The latest Fortean Times (June 2007) has a great article by Kim Newman on Hammer Films, the much-loved British horror film production company. While discussing the early 1970s, when Hammer's fortunes were declining, he refers in passing to 'the tragically unmade Zeppelin vs Pterodactyls'. That's all he said, but it was enough … could it have been a cross-over between two of my favourite genres — lost world movies and airship movies? Indeed it could. Here's a poster Hammer mocked up to pique the interest of potential investors:

Zeppelin v Pterodactyls

And I managed to find a very brief plot summary:

The story was along the lines of THE LAND THAT TIME FORGOT, with a German Zeppelin being blown off-course during a bombing raid on London and winding up at a "lost continent"-type place.

Oh man … tragically unmade is right! What more you could want from a film, I ask you.

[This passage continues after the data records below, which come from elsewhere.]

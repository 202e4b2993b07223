//! Snippet route handlers
//!
//! Placeholder handlers for the three snippet routes. Each is a stateless
//! string write; there is no snippet storage or templating yet.

use crate::handler::router::RequestContext;
use crate::http;
use crate::logger;
use http_body_util::Full;
use hyper::body::Bytes;
use hyper::{Method, Response};

/// Home page handler
///
/// Receives every path no other route claimed, so it must check for the
/// literal root itself; anything else is a 404.
pub fn home(ctx: &RequestContext<'_>) -> Response<Full<Bytes>> {
    if ctx.path != "/" {
        return http::build_404_response();
    }

    http::build_text_response("Hello from Snippetbox", ctx.is_head)
}

/// Show a specific snippet (placeholder, no id parsing yet)
pub fn show_snippet(ctx: &RequestContext<'_>) -> Response<Full<Bytes>> {
    http::build_text_response("Display a specific snippet...", ctx.is_head)
}

/// Create a new snippet (placeholder)
///
/// POST only; any other method gets 405 with an `Allow: POST` header.
pub fn create_snippet(ctx: &RequestContext<'_>) -> Response<Full<Bytes>> {
    if *ctx.method != Method::POST {
        logger::log_warning(&format!(
            "Method not allowed on {}: {}",
            ctx.path, ctx.method
        ));
        return http::build_405_post_response();
    }

    http::build_text_response("Create a new snippet...", false)
}
//! Access log format module
//!
//! Supports the Common Log Format (`common`) and the Apache/Nginx combined
//! format (`combined`).

use chrono::Local;

/// Access log entry containing request/response information
#[derive(Debug, Clone)]
pub struct AccessLogEntry {
    /// Client IP address
    pub remote_addr: String,
    /// Request timestamp
    pub time: chrono::DateTime<Local>,
    /// HTTP method (GET, POST, etc.)
    pub method: String,
    /// Request URI path
    pub path: String,
    /// HTTP version (1.0, 1.1, 2)
    pub http_version: String,
    /// Response status code
    pub status: u16,
    /// Response body size in bytes
    pub body_bytes: usize,
    /// Referer header
    pub referer: Option<String>,
    /// User-Agent header
    pub user_agent: Option<String>,
}

impl AccessLogEntry {
    /// Create a new access log entry with current timestamp
    pub fn new(remote_addr: String, method: String, path: String) -> Self {
        Self {
            remote_addr,
            time: Local::now(),
            method,
            path,
            http_version: "1.1".to_string(),
            status: 200,
            body_bytes: 0,
            referer: None,
            user_agent: None,
        }
    }

    /// Format the log entry according to the specified format
    ///
    /// Unknown format names fall back to `common`.
    pub fn format(&self, format: &str) -> String {
        match format {
            "combined" => self.format_combined(),
            _ => self.format_common(),
        }
    }

    /// Common Log Format (CLF)
    /// `$remote_addr - - [$time_local] "$request" $status $body_bytes_sent`
    fn format_common(&self) -> String {
        format!(
            "{} - - [{}] \"{} {} HTTP/{}\" {} {}",
            self.remote_addr,
            self.time.format("%d/%b/%Y:%H:%M:%S %z"),
            self.method,
            self.path,
            self.http_version,
            self.status,
            self.body_bytes,
        )
    }

    /// Apache/Nginx Combined Log Format (common plus referer and user agent)
    fn format_combined(&self) -> String {
        format!(
            "{} \"{}\" \"{}\"",
            self.format_common(),
            self.referer.as_deref().unwrap_or("-"),
            self.user_agent.as_deref().unwrap_or("-"),
        )
    }
}
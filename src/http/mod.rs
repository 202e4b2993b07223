//! HTTP utility modules
//!
//! Response builders, MIME type detection, and conditional request handling.

pub mod cache;
pub mod mime;
pub mod response;

pub use response::{
    build_304_response, build_404_response, build_405_post_response, build_redirect_response,
    build_text_response,
};
//! Snippetbox - a minimal web application skeleton
//!
//! Three placeholder snippet routes plus a static asset server, built on
//! Tokio and Hyper. The route table is fixed in code and immutable for the
//! process lifetime; only addresses, paths, and logging come from
//! configuration.

pub mod config;
pub mod handler;
pub mod http;
pub mod logger;
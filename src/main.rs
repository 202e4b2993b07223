use hyper::server::conn::http1;
use hyper::service::service_fn;
use hyper_util::rt::TokioIo;
use snippetbox::{config, handler, logger};
use socket2::{Domain, Protocol, Socket, Type};
use std::sync::Arc;
use tokio::net::TcpListener;

fn main() -> Result<(), Box<dyn std::error::Error>> {
    let cfg = config::Config::load()?;
    logger::init(&cfg)?;

    let mut runtime_builder = tokio::runtime::Builder::new_multi_thread();
    runtime_builder.enable_all();

    if let Some(workers) = cfg.server.workers {
        runtime_builder.worker_threads(workers);
    }

    let runtime = runtime_builder.build()?;
    runtime.block_on(async_main(cfg))
}

async fn async_main(cfg: config::Config) -> Result<(), Box<dyn std::error::Error>> {
    let addr = cfg.get_socket_addr()?;

    // A failed bind is the single fatal condition: log it and exit
    let listener = match create_reusable_listener(addr) {
        Ok(l) => l,
        Err(e) => {
            logger::log_error(&format!("Failed to bind {addr}: {e}"));
            return Err(e.into());
        }
    };

    let state = Arc::new(config::AppState::new(&cfg));
    logger::log_server_start(&addr, &cfg);

    run_server(listener, state).await
}

/// Accept loop: one spawned task per inbound connection
async fn run_server(
    listener: TcpListener,
    state: Arc<config::AppState>,
) -> Result<(), Box<dyn std::error::Error>> {
    loop {
        match listener.accept().await {
            Ok((stream, peer_addr)) => {
                handle_connection(stream, peer_addr, Arc::clone(&state));
            }
            Err(e) => {
                logger::log_error(&format!("Failed to accept connection: {e}"));
            }
        }
    }
}

/// Serve a single connection in a spawned task
///
/// Wraps the stream in `TokioIo`, configures HTTP/1.1 keep-alive from the
/// performance config, and bounds the whole connection with a timeout.
fn handle_connection(
    stream: tokio::net::TcpStream,
    peer_addr: std::net::SocketAddr,
    state: Arc<config::AppState>,
) {
    tokio::spawn(async move {
        let io = TokioIo::new(stream);

        let keep_alive_timeout = state.config.performance.keep_alive_timeout;
        let timeout_duration = std::time::Duration::from_secs(std::cmp::max(
            state.config.performance.read_timeout,
            state.config.performance.write_timeout,
        ));

        let mut builder = http1::Builder::new();
        if keep_alive_timeout > 0 {
            builder.keep_alive(true);
        }

        let service_state = Arc::clone(&state);
        let conn = builder.serve_connection(
            io,
            service_fn(move |req| {
                let state = Arc::clone(&service_state);
                async move { handler::handle_request(req, state, peer_addr).await }
            }),
        );

        match tokio::time::timeout(timeout_duration, conn).await {
            Ok(Ok(())) => {}
            Ok(Err(err)) => logger::log_connection_error(&err),
            Err(_) => {
                logger::log_warning(&format!(
                    "Connection from {peer_addr} timed out after {} seconds",
                    timeout_duration.as_secs()
                ));
            }
        }
    });
}

/// Create a `TcpListener` with SO_REUSEADDR enabled
///
/// Lets the server rebind promptly after a restart while the old socket sits
/// in TIME_WAIT.
fn create_reusable_listener(addr: std::net::SocketAddr) -> std::io::Result<TcpListener> {
    let domain = if addr.is_ipv4() {
        Domain::IPV4
    } else {
        Domain::IPV6
    };

    let socket = Socket::new(domain, Type::STREAM, Some(Protocol::TCP))?;
    socket.set_reuse_address(true)?;

    // Non-blocking mode is required for Tokio
    socket.set_nonblocking(true)?;

    socket.bind(&addr.into())?;
    socket.listen(1024)?;

    let std_listener: std::net::TcpListener = socket.into();
    TcpListener::from_std(std_listener)
}
//! Conditional request handling module
//!
//! Provides `ETag` generation and `If-None-Match` / `If-Modified-Since`
//! evaluation for the static file server.

use chrono::{DateTime, Utc};
use std::collections::hash_map::DefaultHasher;
use std::hash::{Hash, Hasher};
use std::time::SystemTime;

/// Generate `ETag` from file content using fast hashing
///
/// Returns a quoted `ETag` string, e.g., `"abc123def"`.
pub fn generate_etag(content: &[u8]) -> String {
    let mut hasher = DefaultHasher::new();
    content.hash(&mut hasher);
    let v = hasher.finish();
    format!("\"{v:x}\"")
}

/// Check if client's `If-None-Match` header matches the server's `ETag`
///
/// Handles comma-separated lists and the `*` wildcard. Returns true when the
/// client's cached copy is still valid (respond 304).
pub fn check_etag_match(if_none_match: Option<&str>, etag: &str) -> bool {
    if_none_match.is_some_and(|client_etag| {
        client_etag
            .split(',')
            .any(|e| e.trim() == etag || e.trim() == "*")
    })
}

/// Format a filesystem timestamp as an HTTP-date (RFC 7231)
pub fn format_http_date(mtime: SystemTime) -> String {
    let dt: DateTime<Utc> = mtime.into();
    dt.format("%a, %d %b %Y %H:%M:%S GMT").to_string()
}

/// Check `If-Modified-Since` against the file's modification time
///
/// Returns true when the file has not changed since the client's timestamp
/// (respond 304). Unparsable header values fail open and refetch.
pub fn check_not_modified(if_modified_since: Option<&str>, mtime: SystemTime) -> bool {
    let Some(header) = if_modified_since else {
        return false;
    };
    let Ok(client_time) = DateTime::parse_from_rfc2822(&header.replace("GMT", "+0000")) else {
        return false;
    };

    let file_time: DateTime<Utc> = mtime.into();
    // HTTP-dates have second resolution, so compare at that granularity
    file_time.timestamp() <= client_time.timestamp()
}

#[cfg(test)]
mod tests {
    use super::*;
    use std::time::Duration;

    #[test]
    fn test_generate_etag() {
        let etag = generate_etag(b"hello world");
        assert!(etag.starts_with('"'));
        assert!(etag.ends_with('"'));
        assert!(etag.len() > 2);
    }

    #[test]
    fn test_etag_consistency() {
        assert_eq!(generate_etag(b"same content"), generate_etag(b"same content"));
        assert_ne!(generate_etag(b"content a"), generate_etag(b"content b"));
    }

    #[test]
    fn test_check_etag_match() {
        let etag = "\"abc123\"";
        assert!(check_etag_match(Some("\"abc123\""), etag));
        assert!(check_etag_match(Some("\"xyz\", \"abc123\""), etag));
        assert!(check_etag_match(Some("*"), etag));
        assert!(!check_etag_match(Some("\"different\""), etag));
        assert!(!check_etag_match(None, etag));
    }

    #[test]
    fn test_http_date_round_trip() {
        let now = SystemTime::now();
        let formatted = format_http_date(now);
        assert!(formatted.ends_with("GMT"));
        assert!(check_not_modified(Some(&formatted), now));
    }

    #[test]
    fn test_modified_after_client_timestamp() {
        let earlier = SystemTime::now() - Duration::from_secs(3600);
        let header = format_http_date(earlier);
        // File changed an hour after the client's copy: must refetch
        assert!(!check_not_modified(Some(&header), SystemTime::now()));
    }

    #[test]
    fn test_garbage_header_fails_open() {
        assert!(!check_not_modified(Some("not a date"), SystemTime::now()));
        assert!(!check_not_modified(None, SystemTime::now()));
    }
}
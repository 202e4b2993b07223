// Configuration types module
// Defines all configuration-related data structures

use serde::Deserialize;

/// Main configuration structure
#[derive(Debug, Deserialize, Clone)]
pub struct Config {
    pub server: ServerConfig,
    pub logging: LoggingConfig,
    pub performance: PerformanceConfig,
    pub http: HttpConfig,
    pub static_files: StaticConfig,
}

/// Server configuration
#[derive(Debug, Deserialize, Clone)]
pub struct ServerConfig {
    pub host: String,
    pub port: u16,
    pub workers: Option<usize>,
}

/// Logging configuration
#[derive(Debug, Deserialize, Clone)]
pub struct LoggingConfig {
    pub level: String,
    pub access_log: bool,
    /// Access log format (combined or common)
    #[serde(default = "default_access_log_format")]
    pub access_log_format: String,
    /// Access log file path (optional, stdout if not set)
    #[serde(default)]
    pub access_log_file: Option<String>,
    /// Error log file path (optional, stderr if not set)
    #[serde(default)]
    pub error_log_file: Option<String>,
}

#[allow(clippy::missing_const_for_fn)]
fn default_access_log_format() -> String {
    "common".to_string()
}

/// Performance configuration
#[derive(Debug, Deserialize, Clone)]
pub struct PerformanceConfig {
    pub keep_alive_timeout: u64,
    pub read_timeout: u64,
    pub write_timeout: u64,
}

/// HTTP configuration
#[derive(Debug, Deserialize, Clone)]
pub struct HttpConfig {
    pub server_name: String,
}

/// Static asset serving configuration
///
/// Requests under `url_prefix` have the prefix stripped before the remainder
/// is resolved inside `dir`.
#[derive(Debug, Deserialize, Clone)]
pub struct StaticConfig {
    pub url_prefix: String,
    pub dir: String,
    #[serde(default = "default_index_files")]
    pub index_files: Vec<String>,
}

fn default_index_files() -> Vec<String> {
    vec!["index.html".to_string()]
}
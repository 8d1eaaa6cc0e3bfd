//! Wire types shared by every murmur crate.
//!
//! Inbound control frames decode into [`ServerEvent`], outbound commands are
//! modelled by [`ClientCommand`], and [`codec`] converts both to and from the
//! transport-level [`RawMessage`]. The broker-facing [`Event`] and its fixed
//! [`EventCategory`] set also live here so that subscribers only need this
//! crate.
pub mod category;
pub mod codec;
pub mod events;
mod raw;

pub use category::{DisconnectedEvent, Event, EventCategory, Fault, FaultKind};
pub use codec::{EncodeError, InboundFrame, MalformedFrameError, OutboundFrame};
pub use events::{ClientCommand, ServerEvent};
pub use raw::RawMessage;
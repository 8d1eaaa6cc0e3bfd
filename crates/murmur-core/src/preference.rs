use chrono::{DateTime, Utc};
#[cfg(test)]
use mockall::automock;
use std::fs;
use std::io::{self, Write};
use std::path::{Path, PathBuf};
use std::sync::Mutex;
use tempfile::NamedTempFile;

/// Namespaced key under which the preference is stored.
pub const PREFERENCE_KEY: &str = "murmur.monitoring";
/// File name of the preference inside the state directory.
pub const PREFERENCE_FILE: &str = "monitoring.json";

/// Whether the user asked for continuous background capture, together with
/// the microphone grant observed when they said so.
#[derive(Debug, Clone, PartialEq, serde::Serialize, serde::Deserialize)]
pub struct MonitoringPreference {
    key: String,
    enabled: bool,
    permission_granted: bool,
    updated_at: DateTime<Utc>,
}

impl MonitoringPreference {
    pub fn new(enabled: bool, permission_granted: bool) -> Self {
        Self {
            key: PREFERENCE_KEY.to_string(),
            enabled,
            permission_granted,
            updated_at: Utc::now(),
        }
    }

    pub fn key(&self) -> &str {
        &self.key
    }

    pub fn enabled(&self) -> bool {
        self.enabled
    }

    /// The permission grant at the time of the last toggle. Never used to
    /// decide a resume; the live permission is.
    pub fn permission_granted(&self) -> bool {
        self.permission_granted
    }

    pub fn updated_at(&self) -> DateTime<Utc> {
        self.updated_at
    }
}

#[derive(Debug, thiserror::Error)]
pub enum LifecycleError {
    #[error("failed to read monitoring preference at {path}: {source}")]
    Read {
        path: PathBuf,
        #[source]
        source: io::Error,
    },
    #[error("failed to write monitoring preference at {path}: {source}")]
    Write {
        path: PathBuf,
        #[source]
        source: io::Error,
    },
    #[error("monitoring preference at {path} is corrupt: {source}")]
    Corrupt {
        path: PathBuf,
        #[source]
        source: serde_json::Error,
    },
    #[error("unexpected preference key `{0}`")]
    UnexpectedKey(String),
    #[error("failed to start the capture pipeline: {0}")]
    Launch(#[source] Box<dyn std::error::Error + Send + Sync>),
}

/// Durable storage for the single process-wide [`MonitoringPreference`].
///
/// Both operations complete synchronously. `load` yields `None` when the
/// preference was never written.
#[cfg_attr(test, automock)]
pub trait PreferenceStore: Send + Sync {
    fn load(&self) -> Result<Option<MonitoringPreference>, LifecycleError>;
    fn save(&self, preference: &MonitoringPreference) -> Result<(), LifecycleError>;
}

/// Stores the preference as JSON at `<state_dir>/monitoring.json`.
///
/// Writes go to a temporary file in the same directory which then replaces
/// the old file, so readers see either the previous record or the new one.
#[derive(Debug, Clone)]
pub struct FilePreferenceStore {
    path: PathBuf,
}

impl FilePreferenceStore {
    pub fn new(state_dir: &Path) -> Self {
        Self {
            path: state_dir.join(PREFERENCE_FILE),
        }
    }

    pub fn path(&self) -> &Path {
        &self.path
    }

    fn write_err(&self, source: io::Error) -> LifecycleError {
        LifecycleError::Write {
            path: self.path.clone(),
            source,
        }
    }
}

impl PreferenceStore for FilePreferenceStore {
    fn load(&self) -> Result<Option<MonitoringPreference>, LifecycleError> {
        let text = match fs::read_to_string(&self.path) {
            Ok(text) => text,
            Err(e) if e.kind() == io::ErrorKind::NotFound => return Ok(None),
            Err(source) => {
                return Err(LifecycleError::Read {
                    path: self.path.clone(),
                    source,
                });
            }
        };
        let preference: MonitoringPreference =
            serde_json::from_str(&text).map_err(|source| LifecycleError::Corrupt {
                path: self.path.clone(),
                source,
            })?;
        if preference.key() != PREFERENCE_KEY {
            return Err(LifecycleError::UnexpectedKey(preference.key().to_string()));
        }
        Ok(Some(preference))
    }

    fn save(&self, preference: &MonitoringPreference) -> Result<(), LifecycleError> {
        let dir = self
            .path
            .parent()
            .map(Path::to_path_buf)
            .unwrap_or_else(|| PathBuf::from("."));
        fs::create_dir_all(&dir).map_err(|e| self.write_err(e))?;

        let mut file = NamedTempFile::new_in(&dir).map_err(|e| self.write_err(e))?;
        let json = serde_json::to_vec_pretty(preference).map_err(|e| self.write_err(e.into()))?;
        file.write_all(&json).map_err(|e| self.write_err(e))?;
        file.as_file().sync_all().map_err(|e| self.write_err(e))?;
        file.persist(&self.path).map_err(|e| self.write_err(e.error))?;

        tracing::debug!("saved monitoring preference to {}", self.path.display());
        Ok(())
    }
}

/// In-process store, for tests and for platforms without a state directory.
#[derive(Debug, Default)]
pub struct MemoryPreferenceStore {
    preference: Mutex<Option<MonitoringPreference>>,
}

impl MemoryPreferenceStore {
    pub fn new() -> Self {
        Self::default()
    }

    pub fn with_preference(preference: MonitoringPreference) -> Self {
        Self {
            preference: Mutex::new(Some(preference)),
        }
    }
}

impl PreferenceStore for MemoryPreferenceStore {
    fn load(&self) -> Result<Option<MonitoringPreference>, LifecycleError> {
        let guard = self
            .preference
            .lock()
            .unwrap_or_else(|poisoned| poisoned.into_inner());
        Ok(guard.clone())
    }

    fn save(&self, preference: &MonitoringPreference) -> Result<(), LifecycleError> {
        let mut guard = self
            .preference
            .lock()
            .unwrap_or_else(|poisoned| poisoned.into_inner());
        *guard = Some(preference.clone());
        Ok(())
    }
}

#[cfg(test)]
mod tests {
    use super::*;
    use tempfile::tempdir;

    #[test]
    fn missing_file_means_never_enabled() -> anyhow::Result<()> {
        let dir = tempdir()?;
        let store = FilePreferenceStore::new(dir.path());

        assert_eq!(store.load()?, None);
        Ok(())
    }

    #[test]
    fn saved_preference_is_read_back_with_its_key() -> anyhow::Result<()> {
        // --- Arrange ---
        let dir = tempdir()?;
        let store = FilePreferenceStore::new(&dir.path().join("nested").join("state"));
        let preference = MonitoringPreference::new(true, true);

        // --- Act ---
        store.save(&preference)?;
        let loaded = store.load()?;

        // --- Assert ---
        assert_eq!(loaded.as_ref(), Some(&preference));
        let raw: serde_json::Value = serde_json::from_str(&fs::read_to_string(store.path())?)?;
        assert_eq!(raw["key"], "murmur.monitoring");
        assert_eq!(raw["enabled"], true);
        assert_eq!(raw["permission_granted"], true);
        Ok(())
    }

    #[test]
    fn overwriting_leaves_a_single_file() -> anyhow::Result<()> {
        let dir = tempdir()?;
        let store = FilePreferenceStore::new(dir.path());

        store.save(&MonitoringPreference::new(true, true))?;
        store.save(&MonitoringPreference::new(false, true))?;

        let entries: Vec<_> = fs::read_dir(dir.path())?.collect::<Result<_, _>>()?;
        assert_eq!(entries.len(), 1, "temporary files must not be left behind");
        assert_eq!(store.load()?.map(|p| p.enabled()), Some(false));
        Ok(())
    }

    #[test]
    fn corrupt_file_is_an_error_not_a_default() -> anyhow::Result<()> {
        let dir = tempdir()?;
        let store = FilePreferenceStore::new(dir.path());
        fs::write(store.path(), "{\"enabled\": tr")?;

        assert!(matches!(store.load(), Err(LifecycleError::Corrupt { .. })));
        Ok(())
    }

    #[test]
    fn foreign_key_is_rejected() -> anyhow::Result<()> {
        let dir = tempdir()?;
        let store = FilePreferenceStore::new(dir.path());
        fs::write(
            store.path(),
            r#"{"key":"other.app","enabled":true,"permission_granted":true,"updated_at":"2026-01-01T00:00:00Z"}"#,
        )?;

        assert!(matches!(
            store.load(),
            Err(LifecycleError::UnexpectedKey(ref key)) if key == "other.app"
        ));
        Ok(())
    }

    #[test]
    fn memory_store_holds_the_last_save() -> anyhow::Result<()> {
        let store = MemoryPreferenceStore::new();
        assert_eq!(store.load()?, None);

        store.save(&MonitoringPreference::new(true, false))?;

        let loaded = store.load()?.unwrap();
        assert!(loaded.enabled());
        assert!(!loaded.permission_granted());
        Ok(())
    }
}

Still, it does remind me of two Amicus productions (which can easily pass for Hammer movies in a darkened cinema …), The Land that Time Forgot (1975) and its sequel The People that Time Forgot (1977). In Land (which I'm not sure I've seen), it's a German U-boat which finds the lost world, during the First World War. In People (which I have), a steamship sets out to look for the survivors of the first film, and in the process its amphibian seaplane gets into a dogfight with a pterodactyl. So at least between the two they have some of the elements of the abortive ZvP. But nothing so gloriously cheesy as a Zeppelin (and anachronistic trapeze fighters) versus pterodactyls.